== DATASET

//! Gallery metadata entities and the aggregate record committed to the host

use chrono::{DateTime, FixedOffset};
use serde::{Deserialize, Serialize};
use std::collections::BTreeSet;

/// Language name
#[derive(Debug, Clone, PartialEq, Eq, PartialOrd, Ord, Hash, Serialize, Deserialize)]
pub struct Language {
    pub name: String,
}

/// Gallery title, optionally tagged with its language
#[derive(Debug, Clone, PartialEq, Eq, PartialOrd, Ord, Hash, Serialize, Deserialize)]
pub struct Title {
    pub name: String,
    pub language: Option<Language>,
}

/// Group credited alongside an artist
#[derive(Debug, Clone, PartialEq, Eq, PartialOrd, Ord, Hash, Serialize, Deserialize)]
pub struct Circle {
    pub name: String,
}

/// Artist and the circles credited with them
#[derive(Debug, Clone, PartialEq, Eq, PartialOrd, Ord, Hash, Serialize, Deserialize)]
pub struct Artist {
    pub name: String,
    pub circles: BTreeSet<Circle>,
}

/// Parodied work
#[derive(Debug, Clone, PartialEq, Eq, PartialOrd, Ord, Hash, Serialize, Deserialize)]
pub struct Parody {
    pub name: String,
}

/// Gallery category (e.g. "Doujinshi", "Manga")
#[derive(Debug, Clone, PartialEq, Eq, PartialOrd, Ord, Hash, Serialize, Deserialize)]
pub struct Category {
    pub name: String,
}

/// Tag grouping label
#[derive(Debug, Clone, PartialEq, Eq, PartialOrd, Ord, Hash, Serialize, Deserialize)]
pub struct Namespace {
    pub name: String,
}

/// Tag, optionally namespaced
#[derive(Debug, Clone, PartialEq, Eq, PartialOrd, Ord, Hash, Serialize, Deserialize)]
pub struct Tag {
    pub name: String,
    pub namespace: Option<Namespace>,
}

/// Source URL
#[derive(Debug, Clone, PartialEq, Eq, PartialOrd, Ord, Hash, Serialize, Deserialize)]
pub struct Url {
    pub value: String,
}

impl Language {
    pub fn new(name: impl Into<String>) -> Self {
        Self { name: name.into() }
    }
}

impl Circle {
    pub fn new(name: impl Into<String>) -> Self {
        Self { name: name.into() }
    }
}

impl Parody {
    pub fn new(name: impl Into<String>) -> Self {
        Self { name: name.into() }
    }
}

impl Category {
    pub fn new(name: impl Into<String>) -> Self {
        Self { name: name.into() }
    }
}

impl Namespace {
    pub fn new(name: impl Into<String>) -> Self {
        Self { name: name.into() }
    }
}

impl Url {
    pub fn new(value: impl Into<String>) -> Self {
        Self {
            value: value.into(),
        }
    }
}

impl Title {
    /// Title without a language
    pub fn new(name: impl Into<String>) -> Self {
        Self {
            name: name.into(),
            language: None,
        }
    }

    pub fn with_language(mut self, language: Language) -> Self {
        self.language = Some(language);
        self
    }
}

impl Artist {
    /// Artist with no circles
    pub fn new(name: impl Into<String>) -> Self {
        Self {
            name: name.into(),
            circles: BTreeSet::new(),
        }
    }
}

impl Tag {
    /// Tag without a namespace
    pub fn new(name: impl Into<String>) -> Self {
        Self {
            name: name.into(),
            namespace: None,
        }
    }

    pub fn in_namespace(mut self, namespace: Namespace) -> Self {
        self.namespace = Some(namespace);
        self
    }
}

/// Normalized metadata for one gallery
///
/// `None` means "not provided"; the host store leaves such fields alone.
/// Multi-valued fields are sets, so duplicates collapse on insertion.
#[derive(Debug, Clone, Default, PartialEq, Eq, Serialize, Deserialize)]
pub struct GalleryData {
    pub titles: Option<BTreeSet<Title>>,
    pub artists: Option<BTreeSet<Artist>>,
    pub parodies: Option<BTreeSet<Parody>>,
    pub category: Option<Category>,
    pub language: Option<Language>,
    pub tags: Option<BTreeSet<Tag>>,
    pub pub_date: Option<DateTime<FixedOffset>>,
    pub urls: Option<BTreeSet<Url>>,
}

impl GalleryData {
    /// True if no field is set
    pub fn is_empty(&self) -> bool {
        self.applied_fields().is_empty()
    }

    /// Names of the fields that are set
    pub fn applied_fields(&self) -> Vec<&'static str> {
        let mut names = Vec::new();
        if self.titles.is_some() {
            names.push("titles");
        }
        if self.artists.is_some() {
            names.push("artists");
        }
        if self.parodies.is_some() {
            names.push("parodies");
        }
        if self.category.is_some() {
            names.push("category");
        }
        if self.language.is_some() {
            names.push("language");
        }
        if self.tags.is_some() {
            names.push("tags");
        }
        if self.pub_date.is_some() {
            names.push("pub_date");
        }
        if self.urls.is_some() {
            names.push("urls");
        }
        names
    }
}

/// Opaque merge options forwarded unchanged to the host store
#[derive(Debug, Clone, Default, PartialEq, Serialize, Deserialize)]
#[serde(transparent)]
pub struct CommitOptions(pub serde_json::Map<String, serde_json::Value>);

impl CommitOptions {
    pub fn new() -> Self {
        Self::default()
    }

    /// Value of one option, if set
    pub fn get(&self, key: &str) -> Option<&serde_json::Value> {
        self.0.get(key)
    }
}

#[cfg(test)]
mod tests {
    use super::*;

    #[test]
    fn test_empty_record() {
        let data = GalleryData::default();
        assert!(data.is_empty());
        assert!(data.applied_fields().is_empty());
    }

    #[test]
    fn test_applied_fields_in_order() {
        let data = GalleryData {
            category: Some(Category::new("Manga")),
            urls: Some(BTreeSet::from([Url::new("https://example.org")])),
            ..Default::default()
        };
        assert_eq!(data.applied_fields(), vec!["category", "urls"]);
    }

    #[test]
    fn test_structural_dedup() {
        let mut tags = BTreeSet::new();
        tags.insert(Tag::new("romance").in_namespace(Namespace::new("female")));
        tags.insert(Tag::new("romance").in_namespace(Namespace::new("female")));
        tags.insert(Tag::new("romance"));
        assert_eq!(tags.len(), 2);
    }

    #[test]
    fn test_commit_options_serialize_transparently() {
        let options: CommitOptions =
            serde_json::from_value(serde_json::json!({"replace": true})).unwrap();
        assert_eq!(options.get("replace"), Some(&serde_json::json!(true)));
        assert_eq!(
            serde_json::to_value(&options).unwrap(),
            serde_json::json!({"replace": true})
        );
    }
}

====
== DATASET

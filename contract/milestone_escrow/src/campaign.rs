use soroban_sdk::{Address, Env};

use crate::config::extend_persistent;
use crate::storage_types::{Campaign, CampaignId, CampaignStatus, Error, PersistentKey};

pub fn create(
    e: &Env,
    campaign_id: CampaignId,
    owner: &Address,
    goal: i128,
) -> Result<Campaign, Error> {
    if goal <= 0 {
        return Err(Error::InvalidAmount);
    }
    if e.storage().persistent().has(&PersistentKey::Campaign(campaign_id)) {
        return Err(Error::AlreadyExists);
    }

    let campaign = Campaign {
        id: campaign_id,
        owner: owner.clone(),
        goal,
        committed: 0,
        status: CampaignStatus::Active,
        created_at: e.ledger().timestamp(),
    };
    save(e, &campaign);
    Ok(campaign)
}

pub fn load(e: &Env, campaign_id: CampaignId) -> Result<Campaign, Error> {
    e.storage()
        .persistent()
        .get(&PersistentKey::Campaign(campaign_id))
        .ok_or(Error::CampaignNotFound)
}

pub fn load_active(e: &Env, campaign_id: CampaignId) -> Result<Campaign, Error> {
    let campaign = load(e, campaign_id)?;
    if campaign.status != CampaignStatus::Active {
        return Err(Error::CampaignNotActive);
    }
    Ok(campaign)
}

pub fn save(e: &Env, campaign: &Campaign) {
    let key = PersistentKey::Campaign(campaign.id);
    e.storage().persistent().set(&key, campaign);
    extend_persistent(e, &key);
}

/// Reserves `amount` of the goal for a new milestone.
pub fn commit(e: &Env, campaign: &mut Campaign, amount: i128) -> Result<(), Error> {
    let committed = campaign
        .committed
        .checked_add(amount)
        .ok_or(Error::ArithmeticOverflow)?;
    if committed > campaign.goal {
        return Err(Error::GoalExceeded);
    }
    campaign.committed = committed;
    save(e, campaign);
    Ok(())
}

====

-- WHAT YOU ARE ASKED TO DO --
Working from the entries above, filter out every line that lacks "Manga" and copy what remains.

-- ANSWER SPACE --
/// Gallery category (e.g. "Doujinshi", "Manga")
            category: Some(Category::new("Manga")),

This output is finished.